> **Work item**:
Say only how many lines in the entries below contain the word "projects".

> **Data to examine**:
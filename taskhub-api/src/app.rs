/// Application state and router builder
///
/// # Example
///
/// ```no_run
/// use taskhub_api::{app::{build_router, AppState}, config::Config};
/// use taskhub_shared::store::Stores;
///
/// # async fn example() -> anyhow::Result<()> {
/// let config = Config::from_env()?;
/// let state = AppState::new(Stores::in_memory(), config);
/// let app = build_router(state);
///
/// let listener = tokio::net::TcpListener::bind("0.0.0.0:3000").await?;
/// axum::serve(listener, app).await?;
/// # Ok(())
/// # }
/// ```

use crate::config::Config;
use crate::error::ApiError;
use axum::{
    extract::{Request, State},
    http::{header, HeaderValue, Method},
    middleware::Next,
    response::Response,
    routing::{get, post},
    Router,
};
use std::sync::Arc;
use taskhub_shared::auth::middleware::authenticate;
use taskhub_shared::store::Stores;
use tower_http::{
    cors::CorsLayer,
    trace::{DefaultMakeSpan, DefaultOnResponse, TraceLayer},
};
use tracing::Level;

/// Shared application state, cloned into every handler
#[derive(Clone)]
pub struct AppState {
    pub stores: Stores,
    pub config: Arc<Config>,
}

impl AppState {
    pub fn new(stores: Stores, config: Config) -> Self {
        Self {
            stores,
            config: Arc::new(config),
        }
    }

    pub fn jwt_secret(&self) -> &str {
        &self.config.jwt.secret
    }
}

/// Builds the complete router
///
/// ```text
/// /api
/// ├── GET  /health
/// ├── /auth
/// │   ├── POST /register
/// │   ├── POST /login
/// │   └── GET  /profile                      (JWT)
/// ├── GET  /users/:user_id                   (JWT)
/// ├── /projects                              (JWT)
/// │   ├── GET, POST /
/// │   ├── GET, PUT, DELETE /:project_id
/// │   ├── POST, DELETE /:project_id/collaborators
/// │   ├── GET, POST /:project_id/tasks
/// │   └── GET, PUT, DELETE /:project_id/tasks/:task_id
/// └── GET  /stats                            (JWT)
/// ```
///
/// Project and task handlers run the access guard themselves, since the
/// required role differs per operation.
pub fn build_router(state: AppState) -> Router {
    use crate::routes;

    let public_routes = Router::new()
        .route("/health", get(routes::health::health_check))
        .route("/auth/register", post(routes::auth::register))
        .route("/auth/login", post(routes::auth::login));

    let protected_routes = Router::new()
        .route("/auth/profile", get(routes::auth::profile))
        .route("/users/:user_id", get(routes::users::get_user))
        .route(
            "/projects",
            get(routes::projects::list_projects).post(routes::projects::create_project),
        )
        .route(
            "/projects/:project_id",
            get(routes::projects::get_project)
                .put(routes::projects::update_project)
                .delete(routes::projects::delete_project),
        )
        .route(
            "/projects/:project_id/collaborators",
            post(routes::projects::add_collaborator).delete(routes::projects::remove_collaborator),
        )
        .route(
            "/projects/:project_id/tasks",
            get(routes::tasks::list_tasks).post(routes::tasks::create_task),
        )
        .route(
            "/projects/:project_id/tasks/:task_id",
            get(routes::tasks::get_task)
                .put(routes::tasks::update_task)
                .delete(routes::tasks::delete_task),
        )
        .route("/stats", get(routes::stats::user_stats))
        .route_layer(axum::middleware::from_fn_with_state(
            state.clone(),
            jwt_auth_layer,
        ));

    let cors = if state.config.allows_any_origin() {
        CorsLayer::permissive()
    } else {
        let origins: Vec<HeaderValue> = state
            .config
            .api
            .cors_origins
            .iter()
            .filter_map(|origin| origin.parse().ok())
            .collect();

        CorsLayer::new()
            .allow_origin(origins)
            .allow_methods([
                Method::GET,
                Method::POST,
                Method::PUT,
                Method::DELETE,
                Method::OPTIONS,
            ])
            .allow_headers([header::AUTHORIZATION, header::CONTENT_TYPE])
            .allow_credentials(true)
            .max_age(std::time::Duration::from_secs(3600))
    };

    Router::new()
        .nest("/api", public_routes.merge(protected_routes))
        .fallback(routes::not_found)
        .layer(
            TraceLayer::new_for_http()
                .make_span_with(DefaultMakeSpan::new().level(Level::INFO))
                .on_response(DefaultOnResponse::new().level(Level::INFO)),
        )
        .layer(cors)
        .with_state(state)
}

/// Validates the bearer token and injects `AuthContext` into the request
async fn jwt_auth_layer(
    State(state): State<AppState>,
    mut req: Request,
    next: Next,
) -> Result<Response, ApiError> {
    let auth = authenticate(&state.stores, state.jwt_secret(), req.headers()).await?;

    tracing::debug!(user_id = %auth.user_id, "Request authenticated");
    req.extensions_mut().insert(auth);

    Ok(next.run(req).await)
}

> **Expected answer**:
11